What to do ▸ Return each line exactly as written. Begin with the first line of the entries and end with the line that has "use uuid::Uuid;".

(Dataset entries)
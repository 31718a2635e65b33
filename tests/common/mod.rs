#![allow(dead_code)]

use std::path::PathBuf;
use std::sync::{Arc, Mutex};

use async_trait::async_trait;
use axum::{
    body::Body,
    http::{Method, Request},
    Router,
};
use chrono::{Duration, Utc};
use marketplace_api::{
    app_router,
    auth::{AuthService, AuthUser, Buyer, Platform, Vendor, ADMIN_ROLE},
    config::{AppConfig, PaymentGatewayConfig},
    db,
    entities::{order, order_item, payment_details, product, product_variant, shipping_method, store},
    errors::ServiceError,
    events::{self, Event, EventSender},
    handlers::AppServices,
    services::{
        cart::AddCartItem,
        checkout::{Address, CheckoutRequest},
        notifications::OrderNotifier,
        payment_split::{InitializeTransaction, PaymentGateway, TransactionInit},
        webhook::{sign, WebhookOutcome},
    },
    AppState,
};
use sea_orm::{ActiveModelTrait, ColumnTrait, EntityTrait, QueryFilter, Set};
use serde_json::Value;
use tokio::sync::mpsc;
use tower::ServiceExt;
use uuid::Uuid;

pub const JWT_SECRET: &str = "test_secret_key_for_testing_purposes_only_32chars";
pub const WEBHOOK_SECRET: &str = "whsec_test_marketplace";

/// Gateway double: answers with a checkout URL derived from the proposed
/// reference, or fails while `fail` is set. Every request is recorded.
#[derive(Default)]
pub struct FakeGateway {
    fail: Mutex<bool>,
    requests: Mutex<Vec<InitializeTransaction>>,
}

impl FakeGateway {
    pub fn set_failing(&self, failing: bool) {
        *self.fail.lock().unwrap() = failing;
    }

    pub fn requests(&self) -> Vec<InitializeTransaction> {
        self.requests.lock().unwrap().clone()
    }

    pub fn last_request(&self) -> InitializeTransaction {
        self.requests()
            .pop()
            .expect("gateway was never called")
    }
}

#[async_trait]
impl PaymentGateway for FakeGateway {
    fn provider(&self) -> String {
        "fake".to_string()
    }

    async fn initialize(
        &self,
        request: &InitializeTransaction,
    ) -> Result<TransactionInit, ServiceError> {
        self.requests.lock().unwrap().push(request.clone());
        if *self.fail.lock().unwrap() {
            return Err(ServiceError::GatewayError("gateway unavailable".into()));
        }
        Ok(TransactionInit {
            authorization_url: format!("https://checkout.test/{}", request.reference),
            access_code: Some("access".into()),
            reference: request.reference.clone(),
        })
    }
}

/// Keeps every notification for assertions.
#[derive(Default)]
pub struct RecordingNotifier {
    events: Mutex<Vec<Event>>,
}

impl RecordingNotifier {
    pub fn events(&self) -> Vec<Event> {
        self.events.lock().unwrap().clone()
    }

    pub fn clear(&self) {
        self.events.lock().unwrap().clear();
    }
}

#[async_trait]
impl OrderNotifier for RecordingNotifier {
    async fn notify(&self, event: Event) {
        self.events.lock().unwrap().push(event);
    }
}

/// A seeded vendor: its store and a token carrying the store claim.
pub struct SeededStore {
    pub store: store::Model,
    pub vendor: Vendor,
    pub token: String,
}

/// Helper harness for an application backed by an in-memory SQLite database.
pub struct TestApp {
    router: Router,
    pub state: AppState,
    pub gateway: Arc<FakeGateway>,
    pub notifier: Arc<RecordingNotifier>,
    auth: Arc<AuthService>,
    db_file: Option<PathBuf>,
    _event_task: tokio::task::JoinHandle<()>,
}

impl TestApp {
    pub async fn new() -> Self {
        // One connection keeps every query on the same in-memory database.
        Self::build("sqlite::memory:".to_string(), 1, None).await
    }

    /// Backed by a temporary SQLite file so several pooled connections
    /// write to the same rows concurrently.
    pub async fn file_backed(connections: u32) -> Self {
        let path = std::env::temp_dir().join(format!("marketplace-test-{}.db", Uuid::new_v4()));
        let url = format!("sqlite://{}?mode=rwc", path.display());
        Self::build(url, connections, Some(path)).await
    }

    async fn build(database_url: String, connections: u32, db_file: Option<PathBuf>) -> Self {
        let mut gateway_cfg = PaymentGatewayConfig::new("sk_test_gateway");
        gateway_cfg.webhook_secret = Some(WEBHOOK_SECRET.to_string());
        let mut cfg = AppConfig::new(
            database_url,
            JWT_SECRET.to_string(),
            gateway_cfg,
            "test".to_string(),
        );
        cfg.db_max_connections = connections;
        cfg.db_min_connections = 1;

        let pool = db::establish_connection_from_app_config(&cfg)
            .await
            .expect("failed to create test database");
        db::run_migrations(&pool)
            .await
            .expect("failed to run migrations in tests");

        let db_arc = Arc::new(pool);
        let (event_tx, event_rx) = mpsc::channel(256);
        let event_sender = EventSender::new(event_tx);
        let event_task = tokio::spawn(events::process_events(event_rx));

        let gateway = Arc::new(FakeGateway::default());
        let notifier = Arc::new(RecordingNotifier::default());
        let auth = Arc::new(AuthService::new(JWT_SECRET, None));

        let services = AppServices::new(db_arc.clone(), &cfg, gateway.clone(), notifier.clone());
        let state = AppState {
            db: db_arc,
            config: Arc::new(cfg),
            event_sender,
            auth: auth.clone(),
            services,
        };

        Self {
            router: app_router(state.clone()),
            state,
            gateway,
            notifier,
            auth,
            db_file,
            _event_task: event_task,
        }
    }

    pub fn db(&self) -> &sea_orm::DatabaseConnection {
        &self.state.db
    }

    fn token_for(&self, user: &AuthUser) -> String {
        self.auth
            .issue_token(user, Duration::hours(1))
            .expect("issue test token")
    }

    /// A fresh buyer and a bearer token for them.
    pub fn buyer(&self) -> (Buyer, String) {
        let user = AuthUser {
            user_id: Uuid::new_v4(),
            store_id: None,
            roles: vec![],
        };
        (user.buyer(), self.token_for(&user))
    }

    pub fn platform(&self) -> (Platform, String) {
        let user = AuthUser {
            user_id: Uuid::new_v4(),
            store_id: None,
            roles: vec![ADMIN_ROLE.to_string()],
        };
        (user.platform().expect("admin role"), self.token_for(&user))
    }

    pub async fn seed_store(&self, name: &str, subaccount: Option<&str>) -> SeededStore {
        let now = Utc::now();
        let owner_id = Uuid::new_v4();
        let store = store::ActiveModel {
            id: Set(Uuid::new_v4()),
            owner_id: Set(owner_id),
            name: Set(name.to_string()),
            subaccount_code: Set(subaccount.map(str::to_string)),
            created_at: Set(now),
            updated_at: Set(now),
        }
        .insert(self.db())
        .await
        .expect("seed store");

        let user = AuthUser {
            user_id: owner_id,
            store_id: Some(store.id),
            roles: vec!["vendor".to_string()],
        };
        SeededStore {
            vendor: user.vendor().expect("store claim"),
            token: self.token_for(&user),
            store,
        }
    }

    pub async fn seed_product(&self, store_id: Uuid, price: i64, stock: i32) -> product::Model {
        self.seed_product_in(store_id, price, stock, "NGN").await
    }

    pub async fn seed_product_in(
        &self,
        store_id: Uuid,
        price: i64,
        stock: i32,
        currency: &str,
    ) -> product::Model {
        let now = Utc::now();
        product::ActiveModel {
            id: Set(Uuid::new_v4()),
            store_id: Set(store_id),
            name: Set(format!("Product {}", price)),
            price: Set(price),
            currency: Set(currency.to_string()),
            stock_quantity: Set(stock),
            is_active: Set(true),
            deleted_at: Set(None),
            created_at: Set(now),
            updated_at: Set(now),
        }
        .insert(self.db())
        .await
        .expect("seed product")
    }

    pub async fn seed_variant(
        &self,
        product_id: Uuid,
        price: i64,
        stock: i32,
    ) -> product_variant::Model {
        let now = Utc::now();
        product_variant::ActiveModel {
            id: Set(Uuid::new_v4()),
            product_id: Set(product_id),
            name: Set("Large".to_string()),
            price: Set(price),
            stock_quantity: Set(stock),
            deleted_at: Set(None),
            created_at: Set(now),
            updated_at: Set(now),
        }
        .insert(self.db())
        .await
        .expect("seed variant")
    }

    pub async fn seed_shipping_method(&self, price: i64, active: bool) -> shipping_method::Model {
        shipping_method::ActiveModel {
            id: Set(Uuid::new_v4()),
            name: Set("Standard".to_string()),
            price: Set(price),
            is_active: Set(active),
            created_at: Set(Utc::now()),
        }
        .insert(self.db())
        .await
        .expect("seed shipping method")
    }

    pub async fn add_to_cart(&self, buyer: Buyer, product_id: Uuid, variant_id: Option<Uuid>, quantity: i32) {
        self.state
            .services
            .cart
            .add_item(
                buyer,
                AddCartItem {
                    product_id,
                    variant_id,
                    quantity,
                },
            )
            .await
            .expect("add to cart");
    }

    /// Checks out the buyer's cart through the service and returns the order.
    pub async fn place_order(&self, buyer: Buyer) -> order::Model {
        let response = self
            .state
            .services
            .checkout
            .checkout(buyer, checkout_request())
            .await
            .expect("checkout");
        self.order(response.order_id).await
    }

    pub async fn order(&self, order_id: Uuid) -> order::Model {
        order::Entity::find_by_id(order_id)
            .one(self.db())
            .await
            .expect("load order")
            .expect("order exists")
    }

    pub async fn items(&self, order_id: Uuid) -> Vec<order_item::Model> {
        order_item::Entity::find()
            .filter(order_item::Column::OrderId.eq(order_id))
            .all(self.db())
            .await
            .expect("load items")
    }

    pub async fn item(&self, item_id: Uuid) -> order_item::Model {
        order_item::Entity::find_by_id(item_id)
            .one(self.db())
            .await
            .expect("load item")
            .expect("item exists")
    }

    pub async fn payments(&self, order_id: Uuid) -> Vec<payment_details::Model> {
        payment_details::Entity::find()
            .filter(payment_details::Column::OrderId.eq(order_id))
            .all(self.db())
            .await
            .expect("load payments")
    }

    pub async fn product_stock(&self, product_id: Uuid) -> i32 {
        product::Entity::find_by_id(product_id)
            .one(self.db())
            .await
            .expect("load product")
            .expect("product exists")
            .stock_quantity
    }

    pub async fn variant_stock(&self, variant_id: Uuid) -> i32 {
        product_variant::Entity::find_by_id(variant_id)
            .one(self.db())
            .await
            .expect("load variant")
            .expect("variant exists")
            .stock_quantity
    }

    /// Delivers a signed `charge.success` for the order's current reference.
    pub async fn settle_payment(&self, order: &order::Model) -> WebhookOutcome {
        let reference = self
            .order(order.id)
            .await
            .authorization_reference
            .expect("order has a payment reference");
        let body = charge_event("charge.success", &reference, Some(150));
        let signature = sign(WEBHOOK_SECRET, &body).expect("sign webhook");
        self.state
            .services
            .webhook
            .handle(&body, Some(&signature))
            .await
            .expect("webhook applied")
    }

    /// Send a request against the router with an optional bearer token.
    pub async fn request(
        &self,
        method: Method,
        uri: &str,
        body: Option<Value>,
        token: Option<&str>,
    ) -> axum::response::Response {
        let mut builder = Request::builder().method(method).uri(uri);
        if let Some(tok) = token {
            builder = builder.header("authorization", format!("Bearer {}", tok));
        }

        let body = if let Some(json) = body {
            builder = builder.header("content-type", "application/json");
            Body::from(serde_json::to_vec(&json).expect("failed to serialize json request body"))
        } else {
            Body::empty()
        };

        let request = builder.body(body).expect("failed to build request");
        self.router
            .clone()
            .oneshot(request)
            .await
            .expect("router error during test request")
    }

    /// Posts a raw webhook body with the given signature header value.
    pub async fn post_webhook(&self, body: &[u8], signature: Option<&str>) -> axum::response::Response {
        let mut builder = Request::builder()
            .method(Method::POST)
            .uri("/api/v1/webhook/payment")
            .header("content-type", "application/json");
        if let Some(sig) = signature {
            builder = builder.header("x-signature", sig);
        }
        let request = builder
            .body(Body::from(body.to_vec()))
            .expect("failed to build request");
        self.router
            .clone()
            .oneshot(request)
            .await
            .expect("router error during test request")
    }
}

impl Drop for TestApp {
    fn drop(&mut self) {
        self._event_task.abort();
        if let Some(path) = &self.db_file {
            for suffix in ["", "-wal", "-shm"] {
                let mut file = path.clone().into_os_string();
                file.push(suffix);
                let _ = std::fs::remove_file(file);
            }
        }
    }
}

pub fn checkout_request() -> CheckoutRequest {
    CheckoutRequest {
        customer_name: "Ada Buyer".to_string(),
        email: "ada@example.com".to_string(),
        phone: None,
        shipping_address: address(),
        billing_address: None,
        shipping_method_id: None,
        notes: None,
        payment_method: None,
    }
}

pub fn address() -> Address {
    serde_json::from_value(serde_json::json!({
        "line1": "1 Marina Road",
        "city": "Lagos",
        "country": "NG"
    }))
    .expect("valid address")
}

/// Serialized `charge.*` webhook body for `reference`.
pub fn charge_event(event: &str, reference: &str, fees: Option<i64>) -> Vec<u8> {
    let mut data = serde_json::json!({
        "reference": reference,
        "id": 98765,
        "gateway_response": "Approved",
    });
    if let Some(fees) = fees {
        data["fees"] = fees.into();
    }
    serde_json::to_vec(&serde_json::json!({ "event": event, "data": data }))
        .expect("serialize webhook body")
}

pub async fn read_json(response: axum::response::Response) -> Value {
    let bytes = axum::body::to_bytes(response.into_body(), usize::MAX)
        .await
        .expect("read body");
    serde_json::from_slice(&bytes).unwrap_or(Value::Null)
}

Written response ▸
repository 31718a2635e65b33
filename tests/common/mod.rs
#![allow(dead_code)]

use std::path::PathBuf;
use std::sync::{Arc, Mutex};

use async_trait::async_trait;
use axum::{
    body::Body,
    http::{Method, Request},
    Router,
};
use chrono::{Duration, Utc};
use marketplace_api::{
    app_router,
    auth::{AuthService, AuthUser, Buyer, Platform, Vendor, ADMIN_ROLE},
    config::{AppConfig, PaymentGatewayConfig},
    db,
    entities::{order, order_item, payment_details, product, product_variant, shipping_method, store},
    errors::ServiceError,
    events::{self, Event, EventSender},
    handlers::AppServices,
    services::{
        cart::AddCartItem,
        checkout::{Address, CheckoutRequest},
        notifications::OrderNotifier,
        payment_split::{InitializeTransaction, PaymentGateway, TransactionInit},
        webhook::{sign, WebhookOutcome},
    },
    AppState,
};
use sea_orm::{ActiveModelTrait, ColumnTrait, EntityTrait, QueryFilter, Set};
use serde_json::Value;
use tokio::sync::mpsc;
use tower::ServiceExt;
use uuid::Uuid;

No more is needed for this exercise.